Problem: After reading the data below, copy out every line that contains the word "stats".

--------------------

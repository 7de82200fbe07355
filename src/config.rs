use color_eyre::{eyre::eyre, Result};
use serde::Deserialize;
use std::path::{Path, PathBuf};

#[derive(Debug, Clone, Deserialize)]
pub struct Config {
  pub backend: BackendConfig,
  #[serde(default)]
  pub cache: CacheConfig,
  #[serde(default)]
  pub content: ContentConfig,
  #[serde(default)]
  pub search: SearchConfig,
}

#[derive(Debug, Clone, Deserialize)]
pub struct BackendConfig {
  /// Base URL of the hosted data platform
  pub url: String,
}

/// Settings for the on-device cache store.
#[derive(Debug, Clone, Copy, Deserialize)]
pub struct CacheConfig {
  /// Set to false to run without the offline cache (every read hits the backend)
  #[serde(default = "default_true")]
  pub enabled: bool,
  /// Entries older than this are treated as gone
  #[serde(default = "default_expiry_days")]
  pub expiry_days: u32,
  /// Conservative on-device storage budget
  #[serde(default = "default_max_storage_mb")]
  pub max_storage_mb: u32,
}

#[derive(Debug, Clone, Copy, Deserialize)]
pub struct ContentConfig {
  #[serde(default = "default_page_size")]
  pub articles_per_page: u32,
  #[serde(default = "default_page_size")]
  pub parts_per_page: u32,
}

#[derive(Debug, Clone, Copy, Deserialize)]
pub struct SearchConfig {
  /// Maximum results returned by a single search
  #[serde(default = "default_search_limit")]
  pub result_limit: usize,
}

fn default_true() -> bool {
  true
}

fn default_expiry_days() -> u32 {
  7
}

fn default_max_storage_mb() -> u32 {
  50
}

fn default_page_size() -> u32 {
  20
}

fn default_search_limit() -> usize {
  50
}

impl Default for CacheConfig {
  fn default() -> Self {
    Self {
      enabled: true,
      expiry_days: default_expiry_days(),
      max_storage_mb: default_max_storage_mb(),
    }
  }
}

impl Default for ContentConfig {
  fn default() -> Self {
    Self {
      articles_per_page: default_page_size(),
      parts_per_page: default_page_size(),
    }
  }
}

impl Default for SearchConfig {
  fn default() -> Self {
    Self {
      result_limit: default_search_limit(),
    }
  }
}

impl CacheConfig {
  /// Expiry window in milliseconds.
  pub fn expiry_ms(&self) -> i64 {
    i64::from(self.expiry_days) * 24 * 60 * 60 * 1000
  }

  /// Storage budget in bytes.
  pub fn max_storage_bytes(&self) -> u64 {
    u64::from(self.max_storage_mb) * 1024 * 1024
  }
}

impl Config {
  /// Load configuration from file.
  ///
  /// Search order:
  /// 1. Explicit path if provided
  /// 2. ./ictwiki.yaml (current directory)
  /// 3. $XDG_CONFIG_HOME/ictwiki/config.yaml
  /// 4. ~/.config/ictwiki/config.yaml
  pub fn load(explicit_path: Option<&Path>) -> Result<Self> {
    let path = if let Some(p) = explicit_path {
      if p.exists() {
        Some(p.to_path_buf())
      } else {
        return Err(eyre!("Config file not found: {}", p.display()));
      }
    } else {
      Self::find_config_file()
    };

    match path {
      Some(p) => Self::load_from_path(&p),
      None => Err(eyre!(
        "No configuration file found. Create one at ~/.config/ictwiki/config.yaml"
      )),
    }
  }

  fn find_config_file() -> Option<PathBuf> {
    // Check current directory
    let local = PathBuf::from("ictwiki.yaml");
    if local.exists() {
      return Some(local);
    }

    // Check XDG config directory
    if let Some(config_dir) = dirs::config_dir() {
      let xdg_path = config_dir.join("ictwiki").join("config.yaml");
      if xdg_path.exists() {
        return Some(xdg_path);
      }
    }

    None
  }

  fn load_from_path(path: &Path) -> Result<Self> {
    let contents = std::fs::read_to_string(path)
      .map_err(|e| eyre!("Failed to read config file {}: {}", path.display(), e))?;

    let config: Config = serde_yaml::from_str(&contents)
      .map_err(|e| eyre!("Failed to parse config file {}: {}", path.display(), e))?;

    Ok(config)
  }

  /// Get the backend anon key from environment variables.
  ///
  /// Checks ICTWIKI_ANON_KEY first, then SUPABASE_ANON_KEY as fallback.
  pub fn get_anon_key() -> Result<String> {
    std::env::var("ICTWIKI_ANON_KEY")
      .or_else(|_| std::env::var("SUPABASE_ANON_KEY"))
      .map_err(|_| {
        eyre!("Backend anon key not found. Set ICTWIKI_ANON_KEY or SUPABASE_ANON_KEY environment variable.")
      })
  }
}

--------------------

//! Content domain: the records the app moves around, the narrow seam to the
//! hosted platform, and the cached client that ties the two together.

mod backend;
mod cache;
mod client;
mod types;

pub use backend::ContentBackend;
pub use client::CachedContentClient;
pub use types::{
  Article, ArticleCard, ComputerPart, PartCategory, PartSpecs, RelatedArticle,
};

--------------------

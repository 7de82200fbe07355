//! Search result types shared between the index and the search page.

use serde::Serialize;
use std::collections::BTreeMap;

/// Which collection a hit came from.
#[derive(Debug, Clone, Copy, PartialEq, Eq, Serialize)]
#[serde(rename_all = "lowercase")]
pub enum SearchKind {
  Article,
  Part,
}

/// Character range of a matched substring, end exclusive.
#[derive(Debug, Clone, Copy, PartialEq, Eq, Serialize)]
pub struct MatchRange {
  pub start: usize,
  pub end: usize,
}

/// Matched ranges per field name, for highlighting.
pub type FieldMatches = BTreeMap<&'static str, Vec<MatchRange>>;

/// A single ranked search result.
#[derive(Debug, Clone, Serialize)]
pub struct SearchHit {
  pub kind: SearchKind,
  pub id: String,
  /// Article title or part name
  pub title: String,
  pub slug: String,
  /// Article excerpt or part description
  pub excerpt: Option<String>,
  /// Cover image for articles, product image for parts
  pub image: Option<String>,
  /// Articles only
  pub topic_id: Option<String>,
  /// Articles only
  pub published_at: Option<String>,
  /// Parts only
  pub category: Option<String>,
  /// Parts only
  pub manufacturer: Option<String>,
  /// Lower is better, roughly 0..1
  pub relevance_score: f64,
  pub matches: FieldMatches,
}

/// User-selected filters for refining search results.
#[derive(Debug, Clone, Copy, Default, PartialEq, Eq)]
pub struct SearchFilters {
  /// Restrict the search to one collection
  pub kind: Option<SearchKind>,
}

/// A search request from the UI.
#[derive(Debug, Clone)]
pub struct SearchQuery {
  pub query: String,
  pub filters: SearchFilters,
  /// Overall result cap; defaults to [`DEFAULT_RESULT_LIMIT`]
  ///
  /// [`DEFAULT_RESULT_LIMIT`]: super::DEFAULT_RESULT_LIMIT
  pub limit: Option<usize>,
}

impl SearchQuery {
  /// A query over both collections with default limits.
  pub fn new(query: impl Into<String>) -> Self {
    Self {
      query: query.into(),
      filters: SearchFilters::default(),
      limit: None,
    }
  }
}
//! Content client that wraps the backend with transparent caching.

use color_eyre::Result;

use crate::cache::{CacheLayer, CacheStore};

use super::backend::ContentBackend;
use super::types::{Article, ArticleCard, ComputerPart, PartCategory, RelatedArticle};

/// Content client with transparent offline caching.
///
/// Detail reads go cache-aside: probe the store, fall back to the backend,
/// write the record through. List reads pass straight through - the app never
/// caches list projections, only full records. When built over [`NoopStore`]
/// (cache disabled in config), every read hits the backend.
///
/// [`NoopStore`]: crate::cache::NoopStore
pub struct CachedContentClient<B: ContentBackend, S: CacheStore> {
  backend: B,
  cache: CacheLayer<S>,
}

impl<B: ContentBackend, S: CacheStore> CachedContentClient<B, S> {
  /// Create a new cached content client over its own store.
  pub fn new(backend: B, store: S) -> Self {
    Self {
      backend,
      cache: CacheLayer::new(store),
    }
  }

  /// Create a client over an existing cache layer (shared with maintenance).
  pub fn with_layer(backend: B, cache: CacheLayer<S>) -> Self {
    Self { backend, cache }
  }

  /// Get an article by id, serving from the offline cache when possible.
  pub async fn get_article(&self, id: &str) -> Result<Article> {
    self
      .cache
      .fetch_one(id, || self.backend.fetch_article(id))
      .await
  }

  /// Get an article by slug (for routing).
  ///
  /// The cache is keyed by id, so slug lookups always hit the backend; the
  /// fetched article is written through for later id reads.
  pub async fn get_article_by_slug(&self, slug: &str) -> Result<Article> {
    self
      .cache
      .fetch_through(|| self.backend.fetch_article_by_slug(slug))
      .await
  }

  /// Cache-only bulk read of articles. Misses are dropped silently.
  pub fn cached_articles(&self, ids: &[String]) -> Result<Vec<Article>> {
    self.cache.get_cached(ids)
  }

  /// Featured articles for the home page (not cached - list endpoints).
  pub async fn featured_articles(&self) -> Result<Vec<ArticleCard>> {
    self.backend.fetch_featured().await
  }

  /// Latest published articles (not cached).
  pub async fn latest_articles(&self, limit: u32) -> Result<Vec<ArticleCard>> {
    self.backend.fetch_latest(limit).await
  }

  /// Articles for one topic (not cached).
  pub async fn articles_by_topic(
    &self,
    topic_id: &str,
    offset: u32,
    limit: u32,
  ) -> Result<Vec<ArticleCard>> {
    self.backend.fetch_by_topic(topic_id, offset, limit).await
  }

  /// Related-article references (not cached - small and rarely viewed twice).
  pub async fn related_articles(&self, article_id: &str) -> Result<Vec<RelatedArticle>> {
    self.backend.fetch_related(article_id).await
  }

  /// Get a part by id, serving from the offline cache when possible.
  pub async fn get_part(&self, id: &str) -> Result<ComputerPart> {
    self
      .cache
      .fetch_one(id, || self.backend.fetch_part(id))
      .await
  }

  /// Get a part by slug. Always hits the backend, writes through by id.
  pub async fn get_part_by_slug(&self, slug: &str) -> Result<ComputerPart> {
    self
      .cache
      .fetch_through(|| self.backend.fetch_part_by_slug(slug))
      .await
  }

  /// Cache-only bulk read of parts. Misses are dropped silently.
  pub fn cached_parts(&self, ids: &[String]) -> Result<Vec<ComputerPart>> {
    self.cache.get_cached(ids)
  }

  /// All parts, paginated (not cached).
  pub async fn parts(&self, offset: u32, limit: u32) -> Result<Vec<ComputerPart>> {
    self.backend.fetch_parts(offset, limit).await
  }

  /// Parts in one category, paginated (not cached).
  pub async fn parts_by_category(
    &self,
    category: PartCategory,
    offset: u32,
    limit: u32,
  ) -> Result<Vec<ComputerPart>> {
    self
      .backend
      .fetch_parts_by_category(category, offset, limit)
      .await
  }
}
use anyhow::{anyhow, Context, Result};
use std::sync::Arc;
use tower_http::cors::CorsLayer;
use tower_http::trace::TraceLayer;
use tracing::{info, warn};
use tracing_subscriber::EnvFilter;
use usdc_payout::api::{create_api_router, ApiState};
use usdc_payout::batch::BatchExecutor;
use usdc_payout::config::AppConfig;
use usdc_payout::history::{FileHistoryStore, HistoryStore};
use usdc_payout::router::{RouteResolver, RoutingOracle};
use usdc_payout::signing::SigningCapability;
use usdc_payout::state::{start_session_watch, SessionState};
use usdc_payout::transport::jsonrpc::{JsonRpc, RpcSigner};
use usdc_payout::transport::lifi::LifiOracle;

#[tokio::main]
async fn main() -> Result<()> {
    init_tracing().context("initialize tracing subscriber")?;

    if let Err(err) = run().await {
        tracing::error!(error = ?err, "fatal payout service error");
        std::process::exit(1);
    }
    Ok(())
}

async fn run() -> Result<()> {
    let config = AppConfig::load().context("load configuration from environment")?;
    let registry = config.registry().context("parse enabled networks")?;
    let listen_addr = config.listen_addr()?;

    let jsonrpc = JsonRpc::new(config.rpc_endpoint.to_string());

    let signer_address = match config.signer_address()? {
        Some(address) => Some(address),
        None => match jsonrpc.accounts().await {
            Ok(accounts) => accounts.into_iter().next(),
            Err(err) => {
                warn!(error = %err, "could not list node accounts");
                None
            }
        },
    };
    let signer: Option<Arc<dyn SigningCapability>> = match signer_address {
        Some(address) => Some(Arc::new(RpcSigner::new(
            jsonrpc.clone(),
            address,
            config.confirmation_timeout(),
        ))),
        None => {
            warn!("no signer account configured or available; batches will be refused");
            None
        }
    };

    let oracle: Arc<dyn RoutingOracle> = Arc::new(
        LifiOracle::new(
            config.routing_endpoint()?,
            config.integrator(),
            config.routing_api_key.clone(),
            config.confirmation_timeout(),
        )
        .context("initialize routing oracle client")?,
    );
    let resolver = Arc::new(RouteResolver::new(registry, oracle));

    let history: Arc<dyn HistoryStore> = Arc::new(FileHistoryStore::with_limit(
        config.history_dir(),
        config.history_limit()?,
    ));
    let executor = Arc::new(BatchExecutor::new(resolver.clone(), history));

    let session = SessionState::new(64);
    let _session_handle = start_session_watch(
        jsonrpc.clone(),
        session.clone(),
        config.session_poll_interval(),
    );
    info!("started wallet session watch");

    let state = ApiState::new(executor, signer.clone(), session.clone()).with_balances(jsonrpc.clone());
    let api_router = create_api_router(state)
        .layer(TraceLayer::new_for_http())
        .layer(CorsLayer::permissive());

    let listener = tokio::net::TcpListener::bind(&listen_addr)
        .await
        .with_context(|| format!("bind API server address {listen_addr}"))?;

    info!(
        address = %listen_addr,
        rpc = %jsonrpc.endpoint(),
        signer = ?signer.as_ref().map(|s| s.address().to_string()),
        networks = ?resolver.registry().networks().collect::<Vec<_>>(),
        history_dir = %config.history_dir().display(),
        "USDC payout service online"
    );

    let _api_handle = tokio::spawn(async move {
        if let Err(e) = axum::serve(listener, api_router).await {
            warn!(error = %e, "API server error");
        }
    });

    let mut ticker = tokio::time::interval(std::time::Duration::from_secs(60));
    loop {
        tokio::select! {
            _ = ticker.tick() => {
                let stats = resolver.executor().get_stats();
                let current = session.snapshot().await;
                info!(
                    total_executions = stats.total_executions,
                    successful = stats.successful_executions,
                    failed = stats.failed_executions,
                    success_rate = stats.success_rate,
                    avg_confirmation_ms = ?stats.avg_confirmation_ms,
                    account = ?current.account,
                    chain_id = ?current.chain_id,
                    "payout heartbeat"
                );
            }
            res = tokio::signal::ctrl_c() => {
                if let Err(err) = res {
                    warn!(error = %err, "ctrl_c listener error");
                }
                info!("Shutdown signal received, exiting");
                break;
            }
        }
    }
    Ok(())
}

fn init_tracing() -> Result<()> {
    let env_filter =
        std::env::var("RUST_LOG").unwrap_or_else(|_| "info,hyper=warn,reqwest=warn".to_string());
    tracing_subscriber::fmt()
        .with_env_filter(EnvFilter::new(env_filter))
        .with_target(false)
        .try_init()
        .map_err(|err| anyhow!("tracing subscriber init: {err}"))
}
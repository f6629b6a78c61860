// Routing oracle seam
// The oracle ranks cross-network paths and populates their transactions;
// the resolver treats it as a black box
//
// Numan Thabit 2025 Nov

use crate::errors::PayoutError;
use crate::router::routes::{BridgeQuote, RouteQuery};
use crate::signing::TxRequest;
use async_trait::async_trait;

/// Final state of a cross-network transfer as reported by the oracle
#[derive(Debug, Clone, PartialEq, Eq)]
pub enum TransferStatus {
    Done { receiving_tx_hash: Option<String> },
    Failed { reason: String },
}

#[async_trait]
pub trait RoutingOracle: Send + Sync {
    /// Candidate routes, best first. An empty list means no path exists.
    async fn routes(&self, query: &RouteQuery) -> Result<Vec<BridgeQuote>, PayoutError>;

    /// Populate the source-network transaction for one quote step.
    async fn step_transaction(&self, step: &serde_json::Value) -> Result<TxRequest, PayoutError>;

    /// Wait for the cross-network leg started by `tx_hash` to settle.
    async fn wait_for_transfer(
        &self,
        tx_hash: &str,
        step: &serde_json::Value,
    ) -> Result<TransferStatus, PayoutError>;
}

--------------------

Answer to the exercise:
                let stats = resolver.executor().get_stats();
                    total_executions = stats.total_executions,
                    successful = stats.successful_executions,
                    failed = stats.failed_executions,
                    success_rate = stats.success_rate,
                    avg_confirmation_ms = ?stats.avg_confirmation_ms,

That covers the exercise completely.